Gametophyte genome activation occurs at pollen mitosis I in maize

Flowering plants alternate between multicellular haploid (gametophyte) and diploid (sporophyte) generations. One consequence of this life cycle is that plants face substantial selection during the haploid phase (1-3). Pollen actively transcribes its haploid genome (4), providing phenotypic diversity even among pollen grains from a single plant. Currently, the timing that pollen precursors first establish this independence is unclear. Starting with an endowment of transcripts from the diploid parent, when do haploid cells generated by meiosis begin to express genes? Here, we follow the shift to haploid expression in maize pollen using allele-specific RNA-sequencing (RNA-Seq) of single pollen precursors. We observe widespread biallelic expression for 11 days after meiosis, indicating that transcripts synthesized by the diploid sporophyte persist long into the haploid phase. Subsequently, there was a rapid and global conversion to monoallelic expression at pollen mitosis I (PMI), driven by active new transcription from the haploid genome.

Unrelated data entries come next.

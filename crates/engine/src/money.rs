use std::{
    fmt,
    ops::{Add, AddAssign, Neg, Sub, SubAssign},
    str::FromStr,
};

use crate::EngineError;

/// Signed money amount represented as **integer minor units**.
///
/// Use this type for **all** monetary values in the engine (balances, budget
/// caps, ledger amounts, transfer amounts) to avoid floating-point drift.
///
/// The value is signed:
/// - positive = income / increase
/// - negative = expense / decrease
///
/// # Examples
///
/// ```rust
/// use engine::Money;
///
/// let amount = Money::new(12_34);
/// assert_eq!(amount.minor(), 1234);
/// assert_eq!(amount.to_string(), "12.34");
/// ```
///
/// Parsing from user input (accepts `.` or `,` as decimal separator; rejects >
/// 2 decimals):
///
/// ```rust
/// use engine::Money;
///
/// assert_eq!("10".parse::<Money>().unwrap().minor(), 1000);
/// assert_eq!("10,5".parse::<Money>().unwrap().minor(), 1050);
/// assert!("12.345".parse::<Money>().is_err());
/// ```
#[derive(Clone, Copy, Debug, Default, PartialEq, Eq, PartialOrd, Ord, Hash)]
#[repr(transparent)]
pub struct Money(i64);

impl Money {
    pub const ZERO: Money = Money(0);

    /// Creates a new amount from integer minor units.
    #[must_use]
    pub const fn new(minor: i64) -> Self {
        Self(minor)
    }

    /// Returns the raw value in minor units.
    #[must_use]
    pub const fn minor(self) -> i64 {
        self.0
    }

    /// Returns `true` if the amount is 0.
    #[must_use]
    pub const fn is_zero(self) -> bool {
        self.0 == 0
    }

    /// Returns `true` if the amount is positive.
    #[must_use]
    pub const fn is_positive(self) -> bool {
        self.0 > 0
    }

    /// Returns `true` if the amount is negative.
    #[must_use]
    pub const fn is_negative(self) -> bool {
        self.0 < 0
    }

    /// Checked addition (returns `None` on overflow).
    #[must_use]
    pub fn checked_add(self, rhs: Money) -> Option<Money> {
        self.0.checked_add(rhs.0).map(Money)
    }

    /// Checked subtraction (returns `None` on overflow).
    #[must_use]
    pub fn checked_sub(self, rhs: Money) -> Option<Money> {
        self.0.checked_sub(rhs.0).map(Money)
    }
}

impl fmt::Display for Money {
    fn fmt(&self, f: &mut fmt::Formatter<'_>) -> fmt::Result {
        let sign = if self.0 < 0 { "-" } else { "" };
        let abs = self.0.unsigned_abs();
        let units = abs / 100;
        let frac = abs % 100;
        write!(f, "{sign}{units}.{frac:02}")
    }
}

impl From<i64> for Money {
    fn from(value: i64) -> Self {
        Self(value)
    }
}

impl From<Money> for i64 {
    fn from(value: Money) -> Self {
        value.0
    }
}

impl Add for Money {
    type Output = Money;

    fn add(self, rhs: Money) -> Self::Output {
        Money(self.0 + rhs.0)
    }
}

impl AddAssign for Money {
    fn add_assign(&mut self, rhs: Money) {
        self.0 += rhs.0;
    }
}

impl Sub for Money {
    type Output = Money;

    fn sub(self, rhs: Money) -> Self::Output {
        Money(self.0 - rhs.0)
    }
}

impl SubAssign for Money {
    fn sub_assign(&mut self, rhs: Money) {
        self.0 -= rhs.0;
    }
}

impl Neg for Money {
    type Output = Money;

    fn neg(self) -> Self::Output {
        Money(-self.0)
    }
}

impl FromStr for Money {
    type Err = EngineError;

    /// Parses a decimal string into minor units.
    ///
    /// Accepts `.` or `,` as decimal separator and an optional leading `+`/`-`.
    ///
    /// Validation rules:
    /// - max 2 fractional digits (rejects `12.345`)
    /// - rejects empty/invalid strings
    fn from_str(s: &str) -> Result<Self, Self::Err> {
        let empty = || EngineError::InvalidAmount("empty amount".to_string());
        let invalid = || EngineError::InvalidAmount("invalid amount".to_string());
        let overflow = || EngineError::InvalidAmount("amount too large".to_string());

        let trimmed = s.trim();
        if trimmed.is_empty() {
            return Err(empty());
        }

        let (sign, rest) = if let Some(stripped) = trimmed.strip_prefix('-') {
            (-1i64, stripped)
        } else if let Some(stripped) = trimmed.strip_prefix('+') {
            (1i64, stripped)
        } else {
            (1i64, trimmed)
        };

        let rest = rest.trim();
        if rest.is_empty() {
            return Err(empty());
        }

        let rest = rest.replace(',', ".");
        let (units_str, frac_str) = match rest.split_once('.') {
            None => (rest.as_str(), None),
            Some((units, frac)) => (units, Some(frac)),
        };

        if units_str.is_empty() || !units_str.chars().all(|c| c.is_ascii_digit()) {
            return Err(invalid());
        }

        let units: i64 = units_str
            .parse()
            .map_err(|_| invalid())?;

        let frac: i64 = match frac_str {
            None | Some("") => 0,
            Some(frac) => {
                if !frac.chars().all(|c| c.is_ascii_digit()) {
                    return Err(invalid());
                }
                match frac.len() {
                    1 => {
                        frac.parse::<i64>()
                            .map_err(|_| invalid())?
                            * 10
                    }
                    2 => frac
                        .parse::<i64>()
                        .map_err(|_| invalid())?,
                    _ => return Err(EngineError::InvalidAmount("too many decimals".to_string())),
                }
            }
        };

        let total = units
            .checked_mul(100)
            .and_then(|v| v.checked_add(frac))
            .ok_or_else(overflow)?;

        let signed = if sign < 0 {
            total.checked_neg().ok_or_else(overflow)?
        } else {
            total
        };

        Ok(Money(signed))
    }
}

#[cfg(test)]
mod tests {
    use super::*;

    #[test]
    fn display_formats_two_decimals() {
        assert_eq!(Money::new(0).to_string(), "0.00");
        assert_eq!(Money::new(1).to_string(), "0.01");
        assert_eq!(Money::new(10).to_string(), "0.10");
        assert_eq!(Money::new(1050).to_string(), "10.50");
        assert_eq!(Money::new(-1050).to_string(), "-10.50");
    }

    #[test]
    fn parse_accepts_dot_or_comma() {
        assert_eq!("10".parse::<Money>().unwrap().minor(), 1000);
        assert_eq!("10.5".parse::<Money>().unwrap().minor(), 1050);
        assert_eq!("10,50".parse::<Money>().unwrap().minor(), 1050);
        assert_eq!("-0.01".parse::<Money>().unwrap().minor(), -1);
        assert_eq!("+1.00".parse::<Money>().unwrap().minor(), 100);
        assert_eq!("  2.30 ".parse::<Money>().unwrap().minor(), 230);
    }

    #[test]
    fn parse_rejects_malformed_input() {
        assert!("12.345".parse::<Money>().is_err());
        assert!("0.001".parse::<Money>().is_err());
        assert!("1.2.3".parse::<Money>().is_err());
        assert!("abc".parse::<Money>().is_err());
        assert!(".".parse::<Money>().is_err());
    }
}
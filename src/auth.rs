//! Bearer token handling, JWT issuing/validation and password hashing.

use crate::error::ApiError;
use crate::AppState;
use axum::{
    async_trait,
    extract::FromRequestParts,
    http::{header, request::Parts, HeaderMap},
};
use chrono::{Duration, Utc};
use jsonwebtoken::{decode, encode, Algorithm, DecodingKey, EncodingKey, Header, Validation};
use serde::{Deserialize, Serialize};
use std::sync::Arc;
use thiserror::Error;
use uuid::Uuid;

const TOKEN_ISSUER: &str = "tubely-access";

#[derive(Debug, Error)]
pub enum AuthError {
    #[error("Couldn't find JWT")]
    MissingToken,
    #[error("Malformed authorization header")]
    MalformedHeader,
    #[error("Couldn't validate JWT")]
    InvalidToken(#[source] jsonwebtoken::errors::Error),
    #[error("Couldn't validate JWT")]
    InvalidSubject(#[source] uuid::Error),
}

#[derive(Debug, Serialize, Deserialize)]
struct Claims {
    iss: String,
    sub: String,
    iat: i64,
    exp: i64,
}

/// Returns the token from an `Authorization: Bearer <token>` header.
pub fn get_bearer_token(headers: &HeaderMap) -> Result<&str, AuthError> {
    let value = headers
        .get(header::AUTHORIZATION)
        .ok_or(AuthError::MissingToken)?
        .to_str()
        .map_err(|_| AuthError::MalformedHeader)?;

    value
        .strip_prefix("Bearer ")
        .map(str::trim)
        .filter(|token| !token.is_empty())
        .ok_or(AuthError::MalformedHeader)
}

pub fn make_jwt(
    user_id: Uuid,
    secret: &str,
    expires_in: Duration,
) -> Result<String, jsonwebtoken::errors::Error> {
    let now = Utc::now();
    let claims = Claims {
        iss: TOKEN_ISSUER.to_string(),
        sub: user_id.to_string(),
        iat: now.timestamp(),
        exp: (now + expires_in).timestamp(),
    };

    encode(
        &Header::new(Algorithm::HS256),
        &claims,
        &EncodingKey::from_secret(secret.as_bytes()),
    )
}

/// Checks signature, expiry and issuer, and returns the user id in `sub`.
pub fn validate_jwt(token: &str, secret: &str) -> Result<Uuid, AuthError> {
    let mut validation = Validation::new(Algorithm::HS256);
    validation.set_issuer(&[TOKEN_ISSUER]);
    validation.set_required_spec_claims(&["exp", "iss", "sub"]);

    let data = decode::<Claims>(
        token,
        &DecodingKey::from_secret(secret.as_bytes()),
        &validation,
    )
    .map_err(AuthError::InvalidToken)?;

    Uuid::parse_str(&data.claims.sub).map_err(AuthError::InvalidSubject)
}

pub fn hash_password(password: &str, cost: u32) -> Result<String, bcrypt::BcryptError> {
    bcrypt::hash(password, cost)
}

pub fn check_password(password: &str, hash: &str) -> Result<bool, bcrypt::BcryptError> {
    bcrypt::verify(password, hash)
}

/// Id of the caller, taken from a validated bearer token.
#[derive(Debug, Clone, Copy)]
pub struct AuthUser(pub Uuid);

#[async_trait]
impl FromRequestParts<Arc<AppState>> for AuthUser {
    type Rejection = ApiError;

    async fn from_request_parts(
        parts: &mut Parts,
        state: &Arc<AppState>,
    ) -> Result<Self, Self::Rejection> {
        let token = get_bearer_token(&parts.headers)?;
        let user_id = validate_jwt(token, &state.config.jwt_secret)?;
        Ok(AuthUser(user_id))
    }
}
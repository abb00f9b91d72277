use crate::auth;
use crate::error::ApiError;
use crate::user_models::{CredentialsRequest, LoginResponse, User, UserResponse};
use crate::user_storage::CreateUserError;
use crate::AppState;
use axum::{
    extract::{rejection::JsonRejection, State},
    http::StatusCode,
    Json,
};
use chrono::Duration;
use std::sync::Arc;
use tracing::info;

const MIN_PASSWORD_LEN: usize = 6;

pub async fn create_user(
    State(state): State<Arc<AppState>>,
    payload: Result<Json<CredentialsRequest>, JsonRejection>,
) -> Result<(StatusCode, Json<UserResponse>), ApiError> {
    let Json(payload) = payload?;
    let email = payload.email.trim().to_string();

    if email.is_empty() {
        return Err(ApiError::InvalidRequest("Email cannot be empty".to_string()));
    }

    if payload.password.len() < MIN_PASSWORD_LEN {
        return Err(ApiError::InvalidRequest(format!(
            "Password must be at least {} characters long",
            MIN_PASSWORD_LEN
        )));
    }

    let password_hash = auth::hash_password(&payload.password, state.config.bcrypt_cost)
        .map_err(|e| ApiError::Internal(e.into()))?;

    let user = state
        .users
        .create_user(User::new(email, password_hash))
        .await
        .map_err(|e| match e {
            CreateUserError::EmailTaken => ApiError::Conflict(e.to_string()),
            CreateUserError::Storage(source) => ApiError::Internal(source),
        })?;

    info!(user_id = %user.id, "User created");
    Ok((StatusCode::CREATED, Json(user.into())))
}

pub async fn login(
    State(state): State<Arc<AppState>>,
    payload: Result<Json<CredentialsRequest>, JsonRejection>,
) -> Result<Json<LoginResponse>, ApiError> {
    let Json(payload) = payload?;
    let user = state
        .users
        .get_user_by_email(payload.email.trim())
        .await
        .map_err(ApiError::Internal)?
        .ok_or(ApiError::InvalidCredentials)?;

    let valid = auth::check_password(&payload.password, &user.password_hash)
        .map_err(|e| ApiError::Internal(e.into()))?;

    if !valid {
        return Err(ApiError::InvalidCredentials);
    }

    let token = auth::make_jwt(
        user.id,
        &state.config.jwt_secret,
        Duration::hours(state.config.jwt_expiry_hours),
    )
    .map_err(|e| ApiError::Internal(e.into()))?;

    info!(user_id = %user.id, "User logged in");
    Ok(Json(LoginResponse {
        user: user.into(),
        token,
    }))
}
use anyhow::{anyhow, Context, Result};
use std::env;
use std::path::PathBuf;

const DEFAULT_PORT: u16 = 8091;
const DEFAULT_ASSETS_ROOT: &str = "./assets";
const DEFAULT_DATA_DIR: &str = "./data";
const DEFAULT_JWT_EXPIRY_HOURS: i64 = 1;

/// Runtime configuration, loaded once at startup and shared read-only.
#[derive(Debug, Clone)]
pub struct Config {
    pub port: u16,
    pub assets_root: PathBuf,
    pub data_dir: PathBuf,
    pub jwt_secret: String,
    pub jwt_expiry_hours: i64,
    pub bcrypt_cost: u32,
}

impl Config {
    pub fn from_env() -> Result<Self> {
        dotenvy::dotenv().ok();

        let port = match env::var("PORT") {
            Ok(value) => value
                .parse()
                .with_context(|| format!("PORT must be a valid port number, got {value:?}"))?,
            Err(_) => DEFAULT_PORT,
        };

        let jwt_secret = env::var("JWT_SECRET")
            .map_err(|_| anyhow!("JWT_SECRET must be set for authentication"))?;
        if jwt_secret.trim().is_empty() {
            return Err(anyhow!("JWT_SECRET cannot be empty"));
        }

        let jwt_expiry_hours = env::var("JWT_EXPIRY_HOURS")
            .ok()
            .and_then(|s| s.parse().ok())
            .filter(|hours: &i64| *hours > 0)
            .unwrap_or(DEFAULT_JWT_EXPIRY_HOURS);

        let bcrypt_cost = env::var("BCRYPT_COST")
            .ok()
            .and_then(|s| s.parse().ok())
            .unwrap_or(bcrypt::DEFAULT_COST);

        Ok(Self {
            port,
            assets_root: env::var("ASSETS_ROOT")
                .unwrap_or_else(|_| DEFAULT_ASSETS_ROOT.to_string())
                .into(),
            data_dir: env::var("DATA_DIR")
                .unwrap_or_else(|_| DEFAULT_DATA_DIR.to_string())
                .into(),
            jwt_secret,
            jwt_expiry_hours,
            bcrypt_cost,
        })
    }

    /// Public URL of a file stored under the assets root.
    pub fn asset_url(&self, file_name: &str) -> String {
        format!("http://localhost:{}/assets/{}", self.port, file_name)
    }
}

Genes expressed during the haploid phase showed reduced rates of nonsynonymous relative to synonymous substitutions (dn/ds) if they were expressed after PMI, but not before, consistent with purifying selection acting on the haploid gametophyte. This work establishes the timing with which haploid selection may act in pollen and provides a detailed time-course of gene expression during pollen development.